Ask HN: Do I need to incorporate? - trainiac
In order to validate my startup idea, I want to see if people are willing to pay for the product&#x2F;service (thus, I want to accept payments). At this stage, does it make sense to incorporate? Or rather, do I need to incorporate?<p>I&#x27;ve read some blogs&#x2F;articles about why and when one should incorporate, and while all that makes sense, my question is based on the aspect of accepting revenue (albeit limited) alone.
======
justboxing
Disclaimer: I am not a Lawyer. This is not legal advice.

I've done this and wasted about 2K (Lawyer's fee, LLC Yearly fee, Bank
account, credit card for purchases) only to spend 2 years on my startup idea
and realize I couldn't properly monetize it. It was - and still is - a tech
blog like TechCrunch and I'd built traffic all the way to 100K visitors a
month, inbound links from BGR, MacRumors, TechCrunch etc and yet was making
only about 100$ / month on ads and sponsors (circa 2010 - 2012). I could've
explored other avenues, but I moved on to building Web apps and APIs.

Don't do it, especially if you are a 1-man startup. Waste of money. Build and
validate your MVP and once you start generating revenues, then think about it.
Even then, if you are a 1-man show, you can use a DBA (Doing Business As) for
your Tax returns. If you are worried about getting "sued", get a Professional
Liability Insurance for a lot less than incorporation fees and taxes. I found
out that it's a bit challenging to get Professional Liability insurance for
software devs, since most such insurance has traditionally been for old
professions like Tax Consultant, Accountants and other such service providers.
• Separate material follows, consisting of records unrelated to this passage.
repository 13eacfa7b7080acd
// src/config/mod.rs
pub mod consts;
pub mod options;
// src/core/sanitize.rs

/// Collapse runs of whitespace (including `&nbsp;` once decoded) into one
/// space and trim.
pub fn normalize_ws(s: &str) -> String {
    let mut out = String::with_capacity(s.len());
    let mut prev_space = false;
    for ch in s.chars() {
        if ch.is_whitespace() {
            if !prev_space { out.push(' '); prev_space = true; }
        } else { out.push(ch); prev_space = false; }
    }
    out.trim().to_string()
}

/// Case-insensitive, whitespace-insensitive label comparison for table headers.
pub fn same_label(a: &str, b: &str) -> bool {
    normalize_ws(a).to_lowercase() == normalize_ws(b).to_lowercase()
}
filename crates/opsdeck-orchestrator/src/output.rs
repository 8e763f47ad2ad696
//! Run output handling: pipe decoding, color-escape stripping and the
//! sliding-window buffer.

use regex::Regex;
use std::sync::OnceLock;

/// Longest trailing escape fragment held back for the next read.
const MAX_HELD_ESCAPE_BYTES: usize = 32;

static SGR_REGEX: OnceLock<Regex> = OnceLock::new();
static PARTIAL_SGR_REGEX: OnceLock<Regex> = OnceLock::new();

fn sgr_regex() -> &'static Regex {
    // Select Graphic Rendition only: ESC [ <digits and semicolons> m
    SGR_REGEX.get_or_init(|| Regex::new(r"\x1b\[[0-9;]*m").expect("static SGR pattern"))
}

fn partial_sgr_regex() -> &'static Regex {
    PARTIAL_SGR_REGEX
        .get_or_init(|| Regex::new(r"^\x1b(\[[0-9;]*)?$").expect("static partial SGR pattern"))
}

/// Strip terminal color sequences from a chunk of process output.
pub fn sanitize_chunk(chunk: &str) -> String {
    sgr_regex().replace_all(chunk, "").into_owned()
}

/// Turns raw pipe reads into text chunks that never split a UTF-8 character
/// or a color sequence.
#[derive(Debug, Default)]
pub struct StreamDecoder {
    pending: Vec<u8>,
    held: String,
}

impl StreamDecoder {
    pub fn new() -> Self {
        Self::default()
    }

    pub fn push(&mut self, bytes: &[u8]) -> String {
        self.pending.extend_from_slice(bytes);
        let mut text = std::mem::take(&mut self.held);
        text.push_str(&take_utf8_prefix(&mut self.pending));
        self.held = split_partial_escape(&mut text);
        text
    }

    /// Whatever is still held once the pipe has closed.
    pub fn finish(&mut self) -> String {
        let mut text = std::mem::take(&mut self.held);
        if !self.pending.is_empty() {
            text.push_str(&String::from_utf8_lossy(&self.pending));
            self.pending.clear();
        }
        text
    }
}

fn split_partial_escape(text: &mut String) -> String {
    let Some(start) = text.rfind('\x1b') else {
        return String::new();
    };
    let tail = &text[start..];
    if tail.len() <= MAX_HELD_ESCAPE_BYTES && partial_sgr_regex().is_match(tail) {
        text.split_off(start)
    } else {
        String::new()
    }
}

/// Append-only text buffer that keeps only the most recent `cap` characters.
#[derive(Debug, Clone)]
pub struct OutputBuffer {
    text: String,
    chars: usize,
    cap: usize,
}

impl OutputBuffer {
    pub fn new(cap: usize) -> Self {
        Self {
            text: String::new(),
            chars: 0,
            cap,
        }
    }

    pub fn push(&mut self, chunk: &str) {
        if chunk.is_empty() {
            return;
        }
        self.text.push_str(chunk);
        self.chars += chunk.chars().count();
        if self.chars <= self.cap {
            return;
        }
        let excess = self.chars - self.cap;
        let cut = self
            .text
            .char_indices()
            .nth(excess)
            .map(|(idx, _)| idx)
            .unwrap_or(self.text.len());
        self.text.drain(..cut);
        self.chars = self.cap;
    }

    pub fn as_str(&self) -> &str {
        &self.text
    }
}

/// Decode as much of `pending` as possible. Invalid bytes become U+FFFD; an
/// incomplete sequence at the very end stays in `pending`.
fn take_utf8_prefix(pending: &mut Vec<u8>) -> String {
    let mut text = String::new();
    let mut consumed = 0;
    while consumed < pending.len() {
        match std::str::from_utf8(&pending[consumed..]) {
            Ok(rest) => {
                text.push_str(rest);
                consumed = pending.len();
            }
            Err(err) => {
                let valid_end = consumed + err.valid_up_to();
                text.push_str(&String::from_utf8_lossy(&pending[consumed..valid_end]));
                match err.error_len() {
                    Some(invalid) => {
                        text.push(char::REPLACEMENT_CHARACTER);
                        consumed = valid_end + invalid;
                    }
                    None => {
                        consumed = valid_end;
                        break;
                    }
                }
            }
        }
    }
    pending.drain(..consumed);
    text
}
Still not convinced? When Dennis Crowley created FourSquare and got crazy
traction, he still hadn't incorporated. See:
[https://techcrunch.com/2011/03/02/founder-stories-crowley-
fo...](https://techcrunch.com/2011/03/02/founder-stories-crowley-foursquare-
origins/)

> The company incorporated just so that it could get into iTunes. And when he
> raised his first $1.35 million angel round in 2009, Foursquare didn’t even
> have a bank account. He remembers (at the very end of this clip, around 6
> minutes in) having to run to a Chase branch office in Manhattan, and telling
> the bank officer, “We need to set up a business account and we are going to
> wire in, like, a million dollars. Is that okay?”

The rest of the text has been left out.